PARIS - The James Webb Space Telescope has measured the temperature of a rocky exoplanet for the first time, finding that a "cousin" of Earth most likely lacks an atmosphere, researchers said Monday.
When the Trappist-1 system was discovered in 2017, astronomers were excited at the prospect that some of its seven rocky planets -- which are roughly similar to Earth in size and mass -- could be habitable.
Just 40 light years from Earth, the planets orbit much closer to their ultracool red dwarf star than the rocky planets in our Solar System. But their star gives off far less energy than our Sun.
The system made an obvious target for the piercing gaze of the Webb telescope, which has unleashed a torrent of scientific discovery since releasing its first observations in July last year.
Astronomers focused on Trappist-1b, the closest planet to the red dwarf, because it was the easiest to spot.
Webb's Mid-Infrared Instrument (MIRI) measured the change in brightness when the planet moved behind its star, in what is known as a secondary eclipse.
"Just before disappearing behind the star, the planet gives off the most light because it almost exclusively shows its 'day' side," Elsa Ducrot, a co-author of a new study published in the journal Nature, told AFP.

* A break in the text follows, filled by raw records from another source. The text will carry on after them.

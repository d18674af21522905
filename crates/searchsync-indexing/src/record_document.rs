//! The record-backed document variant.
//!
//! Wraps one source record and derives everything else from the context:
//! indexability, exported fields, reconstruction metadata and dependents.

use std::fmt;
use std::sync::Arc;

use indexmap::IndexMap;
use searchsync_types::{is_scalar, ConfigError, Field, WireDocument};
use serde_json::Value;
use tracing::debug;

use crate::context::SyncContext;
use crate::document::{
    record_identifier, DependencyTracker, DocHandle, Document, DocumentRef, Identifiable,
    Indexable, MetaProvider, Serializable,
};
use crate::error::IndexingError;
use crate::fetcher::ChunkedDocuments;
use crate::path::{dependency_shape, resolve_path};
use crate::record::{PublishState, RecordRef, Resolved};

/// Meta field holding the record's base class.
pub const META_BASE_CLASS: &str = "record_base_class";
/// Meta field holding the record's primary key.
pub const META_ID: &str = "record_id";
/// Field carrying crawled page content.
pub const PAGE_CONTENT_FIELD: &str = "page_content";

pub struct RecordDocument {
    ctx: Arc<SyncContext>,
    record: RecordRef,
    base_class: String,
}

impl fmt::Debug for RecordDocument {
    fn fmt(&self, f: &mut fmt::Formatter<'_>) -> fmt::Result {
        f.debug_struct("RecordDocument")
            .field("class", &self.record.class_name())
            .field("id", &self.record.id())
            .finish()
    }
}

impl RecordDocument {
    pub fn new(ctx: Arc<SyncContext>, record: RecordRef) -> Self {
        let base_class = ctx.model().base_class(record.class_name());
        Self {
            ctx,
            record,
            base_class,
        }
    }

    pub fn record(&self) -> &RecordRef {
        &self.record
    }

    pub fn base_class(&self) -> &str {
        &self.base_class
    }

    /// Check a resolved value and turn it into a wire value.
    fn export_value(&self, field: &Field, resolved: Resolved) -> Result<Value, ConfigError> {
        let name = field.search_field_name().to_string();
        let class = self.record.class_name().to_string();
        match resolved {
            Resolved::Value(Value::Object(_)) => Err(ConfigError::AssociativeValue { field: name, class }),
            Resolved::Value(Value::Array(items)) => {
                if items.iter().all(is_scalar) {
                    Ok(Value::Array(items))
                } else {
                    Err(ConfigError::NonScalarList { field: name, class })
                }
            }
            Resolved::Value(value) => Ok(value),
            Resolved::Opaque(type_name) => Err(ConfigError::UnsupportedValue {
                field: name,
                class,
                type_name,
            }),
            Resolved::One { .. } | Resolved::Many(_) => Err(ConfigError::RawRelation {
                field: name,
                class,
                relation: field.property_path().to_string(),
            }),
        }
    }

    /// Candidate documents of other searchable classes that read a value
    /// from this record.
    fn scan_dependents(&self) -> Result<Vec<DocHandle>, IndexingError> {
        let model = self.ctx.model();
        let configuration = self.ctx.configuration();
        let own_class = self.record.class_name();
        let own_id = self.record.id();
        let mut found: IndexMap<String, DocHandle> = IndexMap::new();

        for candidate in configuration.searchable_classes() {
            let mut paths = Vec::new();
            for field in configuration.fields_for_class(&candidate)? {
                let path = field.property_path();
                if let Some(shape) = dependency_shape(model, &candidate, path)? {
                    if model.is_a(own_class, &shape.target) {
                        paths.push(path.to_string());
                    }
                }
            }
            if paths.is_empty() {
                continue;
            }

            let Some(fetcher) = self.ctx.fetcher_for(&candidate) else {
                continue;
            };
            for doc in ChunkedDocuments::new(fetcher, self.ctx.settings().batch_size) {
                let doc = doc?;
                let Some(record) = doc.source_record() else {
                    continue;
                };
                for path in &paths {
                    let resolution = resolve_path(record, path)?;
                    let hit = resolution
                        .dependency
                        .map(|dep| dep.references(model, own_class, own_id))
                        .unwrap_or(false);
                    if hit {
                        found.entry(doc.identifier()).or_insert_with(|| doc.clone());
                        break;
                    }
                }
            }
        }

        Ok(found.into_values().collect())
    }
}

impl Identifiable for RecordDocument {
    fn identifier(&self) -> String {
        record_identifier(&self.base_class, self.record.id())
    }

    fn source_class(&self) -> &str {
        self.record.class_name()
    }
}

impl Indexable for RecordDocument {
    /// Visible, not hidden from search, published, indexing enabled, covered
    /// by an index and not vetoed; checked in that order.
    fn should_index(&self) -> bool {
        if !self.record.is_visible_to_anonymous() {
            return false;
        }
        if self.record.show_in_search() == Some(false) {
            return false;
        }
        if self.record.publish_state() == Some(PublishState::Draft) {
            return false;
        }
        if !self.ctx.settings().enabled {
            return false;
        }
        if self.ctx.configuration().indexes_for_document(self).is_empty() {
            return false;
        }
        self.ctx.hooks().can_index(self)
    }

    fn to_array(&self) -> Result<WireDocument, IndexingError> {
        let settings = self.ctx.settings();
        let mut wire = WireDocument::new();

        if settings.crawl_page_content {
            if let Some(content) = self.record.page_content() {
                let content = if settings.include_page_html {
                    content
                } else {
                    strip_markup(&content)
                };
                wire.insert(PAGE_CONTENT_FIELD.to_string(), Value::String(content));
            }
        }

        for field in self.ctx.configuration().fields_for_class(self.source_class())? {
            let resolution = resolve_path(&self.record, field.property_path())?;
            let value = self.export_value(&field, resolution.value)?;
            wire.insert(field.search_field_name().to_string(), value);
        }
        Ok(wire)
    }
}

impl Serializable for RecordDocument {
    fn to_ref(&self) -> DocumentRef {
        let reference = DocumentRef::new(self.base_class.clone(), self.record.id());
        if self.ctx.model().is_versioned(&self.base_class) {
            reference.with_fallback()
        } else {
            reference
        }
    }
}

impl MetaProvider for RecordDocument {
    fn provide_meta(&self) -> WireDocument {
        let mut meta = WireDocument::new();
        meta.insert(META_BASE_CLASS.to_string(), Value::from(self.base_class.clone()));
        meta.insert(META_ID.to_string(), Value::from(self.record.id()));
        meta
    }
}

impl DependencyTracker for RecordDocument {
    fn dependent_documents(&self) -> Result<Vec<DocHandle>, IndexingError> {
        let mut dependents = if self.ctx.settings().auto_dependency_tracking {
            self.scan_dependents()?
        } else {
            Vec::new()
        };
        self.ctx.hooks().update_dependent_documents(self, &mut dependents);
        debug!(
            document = %self.identifier(),
            count = dependents.len(),
            "Dependent documents resolved"
        );
        Ok(dependents)
    }
}

impl Document for RecordDocument {
    fn as_dependency_tracker(&self) -> Option<&dyn DependencyTracker> {
        Some(self)
    }

    fn as_meta_provider(&self) -> Option<&dyn MetaProvider> {
        Some(self)
    }

    fn partition_key(&self) -> Option<String> {
        self.record.partition_key()
    }

    fn source_record(&self) -> Option<&RecordRef> {
        Some(&self.record)
    }
}

/// Drop markup tags, decode the common entities and collapse whitespace.
pub fn strip_markup(html: &str) -> String {
    let mut text = String::with_capacity(html.len());
    let mut in_tag = false;
    for c in html.chars() {
        match c {
            '<' => {
                in_tag = true;
                text.push(' ');
            }
            '>' if in_tag => in_tag = false,
            _ if !in_tag => text.push(c),
            _ => {}
        }
    }
    let decoded = text
        .replace("&nbsp;", " ")
        .replace("&lt;", "<")
        .replace("&gt;", ">")
        .replace("&quot;", "\"")
        .replace("&#39;", "'")
        .replace("&amp;", "&");
    decoded.split_whitespace().collect::<Vec<_>>().join(" ")
}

By subtracting the brightness of the star, the researchers calculated how much infrared light the planet was giving off.
The MIRI instrument was therefore able to act like "a giant touch-free thermometer," NASA said in a statement.
The planet's dayside temperature was determined to be 230 degrees Celsius -- "just about perfect for baking pizza," NASA added.
France's Atomic Energy Commission (CEA) said that the heat was not redistributed throughout this "cousin" of Earth, a role normally provided by an atmosphere.
The scientists therefore concluded that Trappist-1b "has little or no atmosphere," said Ducrot, a CEA astrophysicist. She emphasised that other wavelengths would need to be analysed to confirm the result.
But it was certain that the atmosphere did not contain carbon dioxide, because that would have absorbed some of the light, she added.
The Spitzer Space Telescope was not able to rule out an atmosphere on Trappist-1b despite observing 28 secondary eclipses, Ducrot said.
"The James Webb saw it in a single eclipse!"
The ability to analyse the potential atmospheres of such rocky exoplanets opens "a new era" in the study of planets outside our Solar System, she added.
It was already known that Trappist-1b was uninhabitable, as it is too close to its star.
But Trappist-1e, Trappist-1f and Trappist-1g are all thought to be in what is called the "goldilocks zone".
Planets in this zone have a moderate temperature which could support liquid water -- considered essential for life anywhere.